Pick every line out of the entries below that holds the string "delivered", and report them.

=== Record extracts ===

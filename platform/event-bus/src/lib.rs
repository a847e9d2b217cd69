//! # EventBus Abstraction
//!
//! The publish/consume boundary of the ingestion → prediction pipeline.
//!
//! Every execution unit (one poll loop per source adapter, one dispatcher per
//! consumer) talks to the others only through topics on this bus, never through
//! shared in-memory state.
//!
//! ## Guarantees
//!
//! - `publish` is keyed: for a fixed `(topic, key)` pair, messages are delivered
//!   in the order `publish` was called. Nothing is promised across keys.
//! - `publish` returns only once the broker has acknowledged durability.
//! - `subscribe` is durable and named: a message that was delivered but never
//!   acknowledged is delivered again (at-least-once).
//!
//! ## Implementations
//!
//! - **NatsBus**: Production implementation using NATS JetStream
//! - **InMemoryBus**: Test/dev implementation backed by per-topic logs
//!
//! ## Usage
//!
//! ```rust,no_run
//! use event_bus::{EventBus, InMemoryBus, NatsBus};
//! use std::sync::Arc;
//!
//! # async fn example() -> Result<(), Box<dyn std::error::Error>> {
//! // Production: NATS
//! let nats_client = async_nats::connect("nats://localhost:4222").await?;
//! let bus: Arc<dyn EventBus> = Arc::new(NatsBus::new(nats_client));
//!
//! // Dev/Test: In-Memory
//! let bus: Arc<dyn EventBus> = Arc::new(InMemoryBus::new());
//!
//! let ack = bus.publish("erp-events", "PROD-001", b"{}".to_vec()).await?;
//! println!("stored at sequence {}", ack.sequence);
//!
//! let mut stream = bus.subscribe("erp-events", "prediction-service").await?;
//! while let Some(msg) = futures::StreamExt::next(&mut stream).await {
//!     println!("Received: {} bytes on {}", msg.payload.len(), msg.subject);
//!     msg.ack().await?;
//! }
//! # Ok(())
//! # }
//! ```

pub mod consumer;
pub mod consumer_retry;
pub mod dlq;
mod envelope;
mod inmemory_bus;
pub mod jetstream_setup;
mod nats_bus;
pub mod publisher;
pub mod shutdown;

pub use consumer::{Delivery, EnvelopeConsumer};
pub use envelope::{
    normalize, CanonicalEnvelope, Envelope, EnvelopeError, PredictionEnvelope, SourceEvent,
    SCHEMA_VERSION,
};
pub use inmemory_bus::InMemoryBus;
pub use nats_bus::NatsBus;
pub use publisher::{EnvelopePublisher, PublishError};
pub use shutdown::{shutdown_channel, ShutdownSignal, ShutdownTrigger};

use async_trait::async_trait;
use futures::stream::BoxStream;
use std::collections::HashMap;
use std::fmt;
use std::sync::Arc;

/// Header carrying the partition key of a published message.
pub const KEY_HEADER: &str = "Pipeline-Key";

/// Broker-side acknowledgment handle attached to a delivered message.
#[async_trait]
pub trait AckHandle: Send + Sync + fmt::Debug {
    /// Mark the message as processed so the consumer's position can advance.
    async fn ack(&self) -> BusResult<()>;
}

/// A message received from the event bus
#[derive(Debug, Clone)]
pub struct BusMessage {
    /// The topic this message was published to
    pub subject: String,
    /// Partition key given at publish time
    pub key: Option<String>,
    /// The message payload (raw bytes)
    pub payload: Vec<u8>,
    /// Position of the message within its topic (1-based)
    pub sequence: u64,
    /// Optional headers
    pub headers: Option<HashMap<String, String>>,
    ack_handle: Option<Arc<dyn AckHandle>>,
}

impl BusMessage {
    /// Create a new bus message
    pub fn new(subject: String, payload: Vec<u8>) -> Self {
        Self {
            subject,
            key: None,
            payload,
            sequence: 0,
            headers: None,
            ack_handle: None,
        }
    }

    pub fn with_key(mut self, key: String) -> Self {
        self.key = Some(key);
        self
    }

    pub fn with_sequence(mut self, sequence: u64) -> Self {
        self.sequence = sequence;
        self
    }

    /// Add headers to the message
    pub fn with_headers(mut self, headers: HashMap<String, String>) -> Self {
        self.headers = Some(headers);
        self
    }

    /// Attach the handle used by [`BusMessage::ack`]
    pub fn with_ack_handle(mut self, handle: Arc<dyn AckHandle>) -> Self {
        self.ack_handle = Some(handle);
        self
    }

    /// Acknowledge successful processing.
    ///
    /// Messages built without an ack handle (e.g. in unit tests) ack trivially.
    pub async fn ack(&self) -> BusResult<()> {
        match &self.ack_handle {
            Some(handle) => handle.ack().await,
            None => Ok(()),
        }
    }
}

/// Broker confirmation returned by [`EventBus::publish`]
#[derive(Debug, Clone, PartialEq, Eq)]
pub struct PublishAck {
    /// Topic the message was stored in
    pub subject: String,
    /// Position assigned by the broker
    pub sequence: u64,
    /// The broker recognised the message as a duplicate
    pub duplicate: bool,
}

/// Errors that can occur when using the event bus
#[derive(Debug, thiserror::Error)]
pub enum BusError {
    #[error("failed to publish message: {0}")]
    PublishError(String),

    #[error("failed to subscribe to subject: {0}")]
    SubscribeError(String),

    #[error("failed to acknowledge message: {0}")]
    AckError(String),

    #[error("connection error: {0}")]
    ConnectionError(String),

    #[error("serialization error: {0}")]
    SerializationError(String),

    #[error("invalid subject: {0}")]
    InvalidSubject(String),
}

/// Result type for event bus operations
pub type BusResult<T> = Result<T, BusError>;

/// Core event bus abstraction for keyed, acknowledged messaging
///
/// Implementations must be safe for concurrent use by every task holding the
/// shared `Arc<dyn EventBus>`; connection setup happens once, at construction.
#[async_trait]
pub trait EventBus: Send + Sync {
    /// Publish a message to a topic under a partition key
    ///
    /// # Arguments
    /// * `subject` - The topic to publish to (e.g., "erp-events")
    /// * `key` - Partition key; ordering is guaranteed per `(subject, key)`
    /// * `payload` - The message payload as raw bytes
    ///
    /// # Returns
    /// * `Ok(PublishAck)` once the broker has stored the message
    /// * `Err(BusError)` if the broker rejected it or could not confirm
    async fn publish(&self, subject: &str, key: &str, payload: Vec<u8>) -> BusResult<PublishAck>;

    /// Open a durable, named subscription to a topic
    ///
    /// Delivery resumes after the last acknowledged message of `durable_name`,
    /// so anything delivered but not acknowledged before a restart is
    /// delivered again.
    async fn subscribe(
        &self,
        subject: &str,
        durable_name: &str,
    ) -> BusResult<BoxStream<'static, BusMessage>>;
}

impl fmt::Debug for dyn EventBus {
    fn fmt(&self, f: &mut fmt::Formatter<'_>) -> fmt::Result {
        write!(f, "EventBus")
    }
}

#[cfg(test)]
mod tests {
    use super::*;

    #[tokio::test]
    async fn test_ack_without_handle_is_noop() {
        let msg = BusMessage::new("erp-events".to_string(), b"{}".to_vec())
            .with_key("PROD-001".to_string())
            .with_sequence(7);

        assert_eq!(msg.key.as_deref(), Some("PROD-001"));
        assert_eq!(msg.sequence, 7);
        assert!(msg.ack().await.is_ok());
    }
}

===
=== Record extracts ===

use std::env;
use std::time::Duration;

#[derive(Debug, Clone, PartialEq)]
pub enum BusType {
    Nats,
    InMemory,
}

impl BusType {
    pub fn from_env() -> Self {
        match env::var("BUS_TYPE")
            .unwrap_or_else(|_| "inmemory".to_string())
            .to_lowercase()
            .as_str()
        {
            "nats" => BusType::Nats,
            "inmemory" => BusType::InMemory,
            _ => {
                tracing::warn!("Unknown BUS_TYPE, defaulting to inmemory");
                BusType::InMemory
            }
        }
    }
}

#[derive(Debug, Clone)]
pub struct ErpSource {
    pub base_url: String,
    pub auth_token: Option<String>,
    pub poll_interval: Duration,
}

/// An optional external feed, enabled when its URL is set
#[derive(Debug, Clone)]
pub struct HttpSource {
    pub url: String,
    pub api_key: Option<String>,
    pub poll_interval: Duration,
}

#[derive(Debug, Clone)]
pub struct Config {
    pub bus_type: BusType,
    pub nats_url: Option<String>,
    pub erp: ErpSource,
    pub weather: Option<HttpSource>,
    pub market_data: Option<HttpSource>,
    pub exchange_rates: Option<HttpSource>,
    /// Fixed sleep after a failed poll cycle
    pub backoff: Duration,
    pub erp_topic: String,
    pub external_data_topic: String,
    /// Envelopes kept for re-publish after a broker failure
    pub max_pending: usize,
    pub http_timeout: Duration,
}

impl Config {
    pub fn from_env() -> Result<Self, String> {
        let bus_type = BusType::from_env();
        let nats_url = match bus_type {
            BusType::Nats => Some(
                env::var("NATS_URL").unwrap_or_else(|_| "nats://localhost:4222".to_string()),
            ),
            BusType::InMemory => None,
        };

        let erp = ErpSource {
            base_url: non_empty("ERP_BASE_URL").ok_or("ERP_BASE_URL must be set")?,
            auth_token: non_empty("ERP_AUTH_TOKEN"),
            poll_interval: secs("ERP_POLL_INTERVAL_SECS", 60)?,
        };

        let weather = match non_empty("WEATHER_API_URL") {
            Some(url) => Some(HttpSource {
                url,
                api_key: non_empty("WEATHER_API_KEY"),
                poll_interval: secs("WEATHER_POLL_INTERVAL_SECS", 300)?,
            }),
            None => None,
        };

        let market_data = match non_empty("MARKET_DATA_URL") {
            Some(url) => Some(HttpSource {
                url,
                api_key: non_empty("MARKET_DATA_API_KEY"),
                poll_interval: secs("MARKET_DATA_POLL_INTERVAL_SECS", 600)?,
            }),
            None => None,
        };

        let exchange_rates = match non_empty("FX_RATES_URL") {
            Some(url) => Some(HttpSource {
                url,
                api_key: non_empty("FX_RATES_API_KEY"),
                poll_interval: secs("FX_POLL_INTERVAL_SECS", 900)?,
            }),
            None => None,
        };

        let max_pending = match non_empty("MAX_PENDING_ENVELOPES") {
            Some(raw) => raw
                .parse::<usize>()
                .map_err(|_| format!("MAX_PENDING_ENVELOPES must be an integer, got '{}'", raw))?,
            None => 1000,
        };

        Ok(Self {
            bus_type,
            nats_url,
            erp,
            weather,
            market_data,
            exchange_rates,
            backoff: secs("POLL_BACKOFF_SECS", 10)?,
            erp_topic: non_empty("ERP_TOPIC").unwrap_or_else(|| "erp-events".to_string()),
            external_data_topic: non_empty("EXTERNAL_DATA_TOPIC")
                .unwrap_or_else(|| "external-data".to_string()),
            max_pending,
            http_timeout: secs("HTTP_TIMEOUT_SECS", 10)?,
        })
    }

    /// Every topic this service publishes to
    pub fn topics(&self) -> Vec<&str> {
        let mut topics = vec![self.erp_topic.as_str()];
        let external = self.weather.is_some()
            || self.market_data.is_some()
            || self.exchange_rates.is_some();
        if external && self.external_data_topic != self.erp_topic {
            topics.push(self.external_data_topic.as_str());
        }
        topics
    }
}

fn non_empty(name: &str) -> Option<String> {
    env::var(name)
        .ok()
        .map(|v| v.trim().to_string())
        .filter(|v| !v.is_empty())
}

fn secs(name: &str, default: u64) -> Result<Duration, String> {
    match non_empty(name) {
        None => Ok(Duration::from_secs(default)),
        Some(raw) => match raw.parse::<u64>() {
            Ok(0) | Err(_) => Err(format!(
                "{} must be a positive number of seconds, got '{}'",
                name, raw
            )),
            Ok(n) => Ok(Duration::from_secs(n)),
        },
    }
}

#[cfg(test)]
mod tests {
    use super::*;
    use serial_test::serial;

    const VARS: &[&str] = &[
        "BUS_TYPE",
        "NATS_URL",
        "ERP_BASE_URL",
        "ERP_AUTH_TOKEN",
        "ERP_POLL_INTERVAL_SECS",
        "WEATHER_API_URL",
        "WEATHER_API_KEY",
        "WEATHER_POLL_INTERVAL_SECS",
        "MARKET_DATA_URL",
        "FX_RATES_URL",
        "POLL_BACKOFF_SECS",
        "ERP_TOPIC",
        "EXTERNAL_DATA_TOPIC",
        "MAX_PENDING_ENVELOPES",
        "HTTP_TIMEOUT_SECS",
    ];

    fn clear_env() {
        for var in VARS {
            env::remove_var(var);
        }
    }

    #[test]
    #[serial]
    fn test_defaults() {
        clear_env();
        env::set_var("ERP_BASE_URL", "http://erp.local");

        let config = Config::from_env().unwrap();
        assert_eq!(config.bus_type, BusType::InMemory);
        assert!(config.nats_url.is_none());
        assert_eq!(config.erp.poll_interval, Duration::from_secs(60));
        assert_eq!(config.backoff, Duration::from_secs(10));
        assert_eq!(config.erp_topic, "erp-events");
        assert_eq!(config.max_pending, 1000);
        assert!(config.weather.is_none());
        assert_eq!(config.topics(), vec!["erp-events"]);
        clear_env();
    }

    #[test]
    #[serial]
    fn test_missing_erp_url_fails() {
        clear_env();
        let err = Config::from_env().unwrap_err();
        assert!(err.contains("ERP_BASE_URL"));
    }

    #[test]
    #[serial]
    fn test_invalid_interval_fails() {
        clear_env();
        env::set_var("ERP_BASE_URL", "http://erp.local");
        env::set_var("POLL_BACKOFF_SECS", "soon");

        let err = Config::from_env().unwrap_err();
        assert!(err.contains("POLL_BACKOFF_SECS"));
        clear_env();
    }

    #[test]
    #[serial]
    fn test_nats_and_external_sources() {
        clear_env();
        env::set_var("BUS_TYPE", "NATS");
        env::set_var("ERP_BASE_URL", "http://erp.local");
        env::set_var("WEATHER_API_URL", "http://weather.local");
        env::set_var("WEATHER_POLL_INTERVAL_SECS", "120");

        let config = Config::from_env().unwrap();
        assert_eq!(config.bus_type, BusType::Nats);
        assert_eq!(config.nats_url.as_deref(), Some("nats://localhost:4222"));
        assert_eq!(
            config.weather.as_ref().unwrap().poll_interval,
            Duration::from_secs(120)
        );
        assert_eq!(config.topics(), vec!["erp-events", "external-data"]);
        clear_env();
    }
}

===
=== Record extracts ===

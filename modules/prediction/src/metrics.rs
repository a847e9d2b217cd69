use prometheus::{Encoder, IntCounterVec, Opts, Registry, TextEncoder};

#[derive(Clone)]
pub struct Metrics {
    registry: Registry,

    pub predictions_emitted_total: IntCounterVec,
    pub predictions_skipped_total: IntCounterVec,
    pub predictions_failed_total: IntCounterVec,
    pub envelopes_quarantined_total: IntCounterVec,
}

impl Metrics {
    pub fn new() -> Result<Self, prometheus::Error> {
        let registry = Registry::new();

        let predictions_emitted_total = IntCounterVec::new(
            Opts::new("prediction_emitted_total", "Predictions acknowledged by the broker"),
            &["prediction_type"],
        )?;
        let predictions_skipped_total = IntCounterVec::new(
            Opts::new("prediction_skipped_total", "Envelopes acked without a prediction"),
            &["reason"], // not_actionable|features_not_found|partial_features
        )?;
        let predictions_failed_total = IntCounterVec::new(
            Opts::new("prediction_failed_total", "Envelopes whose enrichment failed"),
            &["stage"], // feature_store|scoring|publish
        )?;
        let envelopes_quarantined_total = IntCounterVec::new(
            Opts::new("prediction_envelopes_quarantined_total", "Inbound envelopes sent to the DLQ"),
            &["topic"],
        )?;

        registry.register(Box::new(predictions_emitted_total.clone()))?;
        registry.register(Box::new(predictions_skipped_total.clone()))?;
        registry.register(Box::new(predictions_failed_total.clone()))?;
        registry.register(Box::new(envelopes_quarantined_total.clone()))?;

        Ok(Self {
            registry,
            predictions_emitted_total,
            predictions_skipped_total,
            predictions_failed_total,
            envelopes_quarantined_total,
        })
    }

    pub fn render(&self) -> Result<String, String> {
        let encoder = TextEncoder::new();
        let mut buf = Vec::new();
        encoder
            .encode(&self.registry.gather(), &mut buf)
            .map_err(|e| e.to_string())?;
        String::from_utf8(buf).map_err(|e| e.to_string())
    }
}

===

## [Response area]
//! - `publish` is keyed: for a fixed `(topic, key)` pair, messages are delivered
//! - `subscribe` is durable and named: a message that was delivered but never
//!   acknowledged is delivered again (at-least-once).
/// Broker-side acknowledgment handle attached to a delivered message.
    /// so anything delivered but not acknowledged before a restart is
    /// delivered again.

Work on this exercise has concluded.